== DATA SUPPLIED ==

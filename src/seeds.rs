use anyhow::{Context, Result};
use serde_json::json;

use crate::engine::catalog;
use crate::models::*;

struct DefaultTemplate {
    id: &'static str,
    name: &'static str,
    description: &'static str,
    variables: Vec<(&'static str, VariableType, Option<&'static str>, &'static str)>,
}

fn get_default_templates() -> Vec<DefaultTemplate> {
    vec![
        DefaultTemplate {
            id: "edge",
            name: "Edge Firewall",
            description: "Internet-facing uplink, NAT zones and default route",
            variables: vec![
                ("$wan_ip", VariableType::IpNetmask, None, "Provider-assigned uplink address"),
                ("$edge_gw", VariableType::IpNetmask, Some("203.0.113.1"), "Upstream gateway"),
                ("$ddns_name", VariableType::Fqdn, Some("fw.example.net"), "Dynamic DNS hostname"),
            ],
        },
        DefaultTemplate {
            id: "core",
            name: "Datacenter Core",
            description: "Core-facing interfaces and BGP peering",
            variables: vec![
                ("$core_ip", VariableType::IpNetmask, Some("10.255.0.1/30"), "Core transit address"),
                ("$bgp_as", VariableType::GroupId, Some("65010"), "Local autonomous system"),
                ("$router_id", VariableType::IpNetmask, None, "BGP router id"),
            ],
        },
        DefaultTemplate {
            id: "shared",
            name: "Shared Services",
            description: "Management loopback, DNS and DHCP common to every site",
            variables: vec![
                ("$mgmt_ip", VariableType::IpNetmask, Some("192.0.2.1/32"), "Management loopback"),
                ("$dns_primary", VariableType::IpNetmask, Some("9.9.9.9"), "Primary resolver"),
                ("$user_pool", VariableType::IpRange, Some("10.10.0.100-10.10.0.200"), "User DHCP pool"),
            ],
        },
    ]
}

fn get_default_groups() -> Vec<(&'static str, &'static str)> {
    vec![("branch", "Branch Offices"), ("datacenter", "Datacenter")]
}

fn get_default_stacks() -> Vec<(&'static str, &'static str, Vec<&'static str>, &'static str)> {
    vec![
        ("edge-stack", "Edge Stack", vec!["edge", "shared"], "branch"),
        ("core-stack", "Core Stack", vec!["core", "shared"], "datacenter"),
    ]
}

fn get_default_devices() -> Vec<(&'static str, &'static str)> {
    vec![("fw-branch-01", "branch"), ("fw-branch-02", "branch"), ("fw-dc-01", "datacenter")]
}

/// (owner, record) pairs; owner "local" belongs to the device itself
fn get_default_objects() -> Vec<(&'static str, serde_json::Value)> {
    vec![
        ("edge", json!({"kind": "interface", "data": {
            "name": "ethernet1/1", "category": "physical", "ip": "$wan_ip",
            "zone": "untrust", "comment": "edge uplink"}})),
        ("core", json!({"kind": "interface", "data": {
            "name": "ethernet1/2", "category": "physical", "ip": "$core_ip", "zone": "trust"}})),
        ("shared", json!({"kind": "interface", "data": {
            "name": "loopback.1", "category": "loopback", "ip": "$mgmt_ip"}})),
        ("local", json!({"kind": "interface", "data": {
            "name": "ethernet1/10", "category": "physical", "ip": "172.16.9.1/24",
            "comment": "lab port"}})),
        ("local", json!({"kind": "interface", "data": {
            "name": "ethernet1/10.20", "category": "sub", "parent": "ethernet1/10",
            "tag": 20, "ip": "172.16.20.1/24"}})),
        ("edge", json!({"kind": "zone", "data": {"name": "untrust", "interfaces": ["ethernet1/1"]}})),
        ("core", json!({"kind": "zone", "data": {"name": "trust", "interfaces": ["ethernet1/2"]}})),
        ("core", json!({"kind": "virtual_wire", "data": {
            "name": "tap-vw", "interface1": "ethernet1/3", "interface2": "ethernet1/4"}})),
        ("shared", json!({"kind": "dns", "data": {"name": "resolvers", "primary": "$dns_primary",
            "secondary": "149.112.112.112"}})),
        ("edge", json!({"kind": "ddns", "data": {"name": "uplink-ddns", "interface": "ethernet1/1",
            "vendor": "dyndns", "hostname": "$ddns_name"}})),
        ("shared", json!({"kind": "dhcp", "data": {"name": "users", "interface": "ethernet1/2",
            "mode": "server", "pool": "$user_pool", "gateway": "10.10.0.1"}})),
        ("edge", json!({"kind": "static_route", "data": {"name": "default", "destination": "0.0.0.0/0",
            "interface": "ethernet1/1", "next_hop": "$edge_gw"}})),
        ("core", json!({"kind": "bgp", "data": {"name": "default", "enabled": true,
            "router_id": "$router_id", "local_as": "$bgp_as"}})),
        ("core", json!({"kind": "bgp_network", "data": {"name": "site-aggregate", "prefix": "10.10.0.0/16"}})),
    ]
}

/// Demo snapshot loaded at startup when SEED_DEMO_DATA is set.
/// Built through the same catalog operations the API uses.
pub fn demo_snapshot() -> Snapshot {
    match build_demo() {
        Ok(snapshot) => snapshot,
        Err(e) => {
            tracing::warn!("Failed to build demo data, starting empty: {:#}", e);
            Snapshot::default()
        }
    }
}

fn build_demo() -> Result<Snapshot> {
    let mut snapshot = Snapshot::default();

    for t in get_default_templates() {
        let req = CreateTemplateRequest {
            id: Some(t.id.to_string()),
            name: t.name.to_string(),
            description: Some(t.description.to_string()),
        };
        snapshot = catalog::create_template(&snapshot, &req)?.0;
        for (name, var_type, default, description) in t.variables {
            let def = VariableDefinition {
                name: name.to_string(),
                var_type,
                description: Some(description.to_string()),
                default_value: default.map(str::to_string),
            };
            snapshot = catalog::add_variable_definition(&snapshot, t.id, def)?.0;
        }
    }

    for (id, name) in get_default_groups() {
        let req = CreateDeviceGroupRequest {
            id: Some(id.to_string()),
            name: name.to_string(),
            description: None,
        };
        snapshot = catalog::create_device_group(&snapshot, &req)?.0;
    }

    for (id, name, templates, group) in get_default_stacks() {
        let req = CreateStackRequest {
            id: Some(id.to_string()),
            name: name.to_string(),
            description: None,
            templates: templates.into_iter().map(str::to_string).collect(),
            device_groups: vec![group.to_string()],
        };
        snapshot = catalog::create_stack(&snapshot, &req)?.0;
    }

    for (hostname, group) in get_default_devices() {
        let req = CreateDeviceRequest {
            id: Some(hostname.to_string()),
            hostname: hostname.to_string(),
            device_group: group.to_string(),
        };
        snapshot = catalog::create_device(&snapshot, &req)?.0;
    }

    snapshot = catalog::set_stack_variable_mapping(&snapshot, "core-stack", "$router_id", "10.255.255.1/32")?.0;

    for (owner, value) in get_default_objects() {
        let record: ConfigRecord =
            serde_json::from_value(value).with_context(|| format!("invalid demo object for {}", owner))?;
        snapshot = catalog::save_config_object(&snapshot, record, &OwnerContext::from(owner))?.0;
    }

    Ok(snapshot)
}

== EXERCISE DIRECTIONS ==
For each line above that contains "crate", make a copy.

== TASK RESPONSE ==
use crate::engine::catalog;
use crate::models::*;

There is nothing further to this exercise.